Set Up Time At Regionals

Does anyone know about how long it takes for FIRST to set up the arena and load in robots at a typical regional? The Long Island regional starts this Thursday at Hofstra University. If the Hofstra basketball team wins their NIT game tonight, then there will be a game at Hofstra on Wednesday night. I think this is the first time this has happened. Do you think there will be a problem with setting up?

FIRST generally sets up during the day Wednesday, I believe. Perhaps the regional coordinators have already made a back-up plan in case this occurs?

:wink: Root against the team I guess :stuck_out_tongue:

How incredibly interesting. Well, be sure to let us know the outcome. I am volunteering to help set up Los Angeles, and they want me there 11 am until 6pm on Wednesday.

I’m guessing they’ll either set up the field after the basketball game or really early in the morning and run later on thursday if they have too.

Usually, it takes about five to six hours to set up the playing field with about a dozen people. (That was what it took to set up the field at UTC.) And that is just the playing field; there is a lot more to set up than just a playing field. You better stock up on caffienated beverages and some midnight oil if the basketball team is playing Wednesday night, becuase you may need an all nighter to pull it off in time. :wink:

Yeah, depending on the competition and the number of volunteers (thank you Americorps for everyone you donate :)), set up can take between 6-10 hours. I remember being there late one year as our team brought the practice field and helped set up the pit. It’s actually really fun if you start talking to the workers and everyone else who is setting up. While certainly it wasn’t as fun as the actual competition, it was interesting to see everything that goes into producing a FIRST competition, plus it gives us some time to hang out with the regional directors.

Hofstra just won… should be interesting…

Hmm…Could Hofstra just play on the Aim High field? i mean…it’s got hoops at both ends, and we play with foam basketballs…

Just got home from SBPLI. I heard that set up did not start until 11 last night. I arrived at 8 this morning and the field was not ready yet and the bleachers were still closed. The first match did not start until noon. However, I have to give mad props to FIRST and all the volunteers for getting everything ready in such a short amount of time.

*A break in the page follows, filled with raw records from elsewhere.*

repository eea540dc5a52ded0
pub mod config;
pub mod run;
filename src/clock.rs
//! Time sources.
//!
//! Every timing decision in the pipeline (debounce deadlines, cleanup
//! cadence, quota periods) reads the injected [`Clock`], never the wall clock
//! directly. Tests drive a [`MockClock`] forward explicitly, which makes the
//! flush and prune schedule fully deterministic.

use chrono::{DateTime, Utc};
use std::fmt::Debug;
use std::sync::{Arc, Mutex};
use std::time::Duration;

/// Port for obtaining the current time.
pub trait Clock: Send + Sync + Debug {
    fn now(&self) -> DateTime<Utc>;
}

/// Wall-clock time via `Utc::now()`.
#[derive(Debug, Clone, Copy, Default)]
pub struct SystemClock;

impl SystemClock {
    pub fn new() -> Self {
        Self
    }
}

impl Clock for SystemClock {
    fn now(&self) -> DateTime<Utc> {
        Utc::now()
    }
}

/// Manually driven clock.
///
/// Clones share the same underlying time, so a test can hand one clone to the
/// service and keep another to advance.
///
/// ```
/// use logstore::clock::{Clock, MockClock};
/// use chrono::{TimeZone, Utc};
/// use std::time::Duration;
///
/// let start = Utc.with_ymd_and_hms(2023, 1, 1, 0, 0, 0).unwrap();
/// let clock = MockClock::new(start);
/// clock.advance(Duration::from_secs(10));
/// assert_eq!(clock.now(), start + chrono::Duration::seconds(10));
/// ```
#[derive(Debug, Clone)]
pub struct MockClock {
    current: Arc<Mutex<DateTime<Utc>>>,
}

impl MockClock {
    pub fn new(start: DateTime<Utc>) -> Self {
        Self {
            current: Arc::new(Mutex::new(start)),
        }
    }

    /// Move the clock forward. A step past the last representable instant
    /// stops the clock at `DateTime::<Utc>::MAX_UTC`.
    pub fn advance(&self, step: Duration) {
        let step = chrono::Duration::from_std(step).unwrap_or(chrono::Duration::MAX);
        let mut current = self.current.lock().unwrap_or_else(|e| e.into_inner());
        *current = current
            .checked_add_signed(step)
            .unwrap_or(DateTime::<Utc>::MAX_UTC);
    }

    pub fn set(&self, instant: DateTime<Utc>) {
        let mut current = self.current.lock().unwrap_or_else(|e| e.into_inner());
        *current = instant;
    }
}

impl Clock for MockClock {
    fn now(&self) -> DateTime<Utc> {
        *self.current.lock().unwrap_or_else(|e| e.into_inner())
    }
}
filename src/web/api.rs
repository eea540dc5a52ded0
use crate::clock::Clock;
use crate::record::AccessLogRecord;
use crate::service::Service;
use axum::{
    extract::{Path, State},
    http::StatusCode,
    response::{IntoResponse, Response},
    Json,
};
use chrono::{DateTime, Utc};
use serde::Serialize;
use std::sync::Arc;

/// Shared by the handlers and the access interceptor.
#[derive(Clone)]
pub struct AppState {
    pub service: Arc<Service<AccessLogRecord>>,
    pub clock: Arc<dyn Clock>,
}

#[derive(Debug, Serialize)]
pub struct UsageResponse {
    pub instance_id: String,
    /// `false` when the instance has no quota or the pipeline is off.
    pub accounted: bool,
    pub used: Option<u64>,
    pub amount: Option<u64>,
    /// `None` means unlimited.
    pub remaining: Option<u64>,
    pub period_start: Option<DateTime<Utc>>,
    pub period_end: Option<DateTime<Utc>>,
}

/// GET /health
pub async fn health_check() -> &'static str {
    "OK"
}

/// GET /api/usage/:instance
pub async fn get_usage(
    State(state): State<AppState>,
    Path(instance_id): Path<String>,
) -> Result<Json<UsageResponse>, ApiError> {
    let status = state
        .service
        .quota_status(&instance_id)
        .await
        .map_err(|e| ApiError::Unavailable(e.to_string()))?;

    let response = match status {
        Some(status) => UsageResponse {
            instance_id,
            accounted: true,
            used: Some(status.used),
            amount: Some(status.quota.amount),
            remaining: status.remaining(),
            period_start: Some(status.quota.period_start),
            period_end: Some(status.quota.period_end),
        },
        None => UsageResponse {
            instance_id,
            accounted: false,
            used: None,
            amount: None,
            remaining: None,
            period_start: None,
            period_end: None,
        },
    };

    Ok(Json(response))
}

#[derive(Debug)]
pub enum ApiError {
    Unavailable(String),
}

impl IntoResponse for ApiError {
    fn into_response(self) -> Response {
        let (status, message) = match self {
            ApiError::Unavailable(msg) => (StatusCode::SERVICE_UNAVAILABLE, msg),
        };

        (status, Json(serde_json::json!({ "error": message }))).into_response()
    }
}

congrats guys! is FIRST giving special awards to the volunteers who set up the field? if not, a team should.

For the NYC FIRST! Regional Field Assy. started at 11am as soon as the truck pulled in, We had finished assembling the field and testing everything I’d say around 10pm and thats w/ 20+ registered volunteers and only 10 - 15 volunteers doing the work. Did anyone else who set up the field realize that some of the SCC units shipped w/ the fields have hardware upgrades in them that prevent the banked radios leds from lighting up but would work anyway reguardless of the leds blinking or not. I went crazy wednesday night changing out the units thinking we had a bad unit or a wiring problem and when reporting for thursdays duties I was told that it was due to the hardware upgrades that causes the banked radios to do that.

BTW SCC Unit is the Arena Control Setup

The SBPLI Long Island regional folks are a stout bunch indeed. They WERE there all night Wednesday to get the field ready for Thursday. Field setup did not begin until 11:15pm on Wed evening.

Maojor kudos should go to them from all teams in attendance for their efforts as the FIRST/IFI and volunteers all were able to adapt and overcome under some real adverse conditions.

Now, if we could only get a better emcee… :mad:

Just another amazing feat by FIRST staff and volunteers. This story reminded me of the blizzard induced problems in 2001. (see this thread

Five years later, I still feel the same: I may get annoyed at some things FIRST doesn’t do well at times, but the people who put this program together are the greatest. I try to let them know every time I get a chance: “Thank You for all that you do and for letting us play with you.”

I was part of the field setup crew for SoCal. The lighting trusses got in the air at about 12:30 PM; then we began on field. We had maybe 7 or 8 people working on it. The electronics were being tested at 6PM. Not too bad.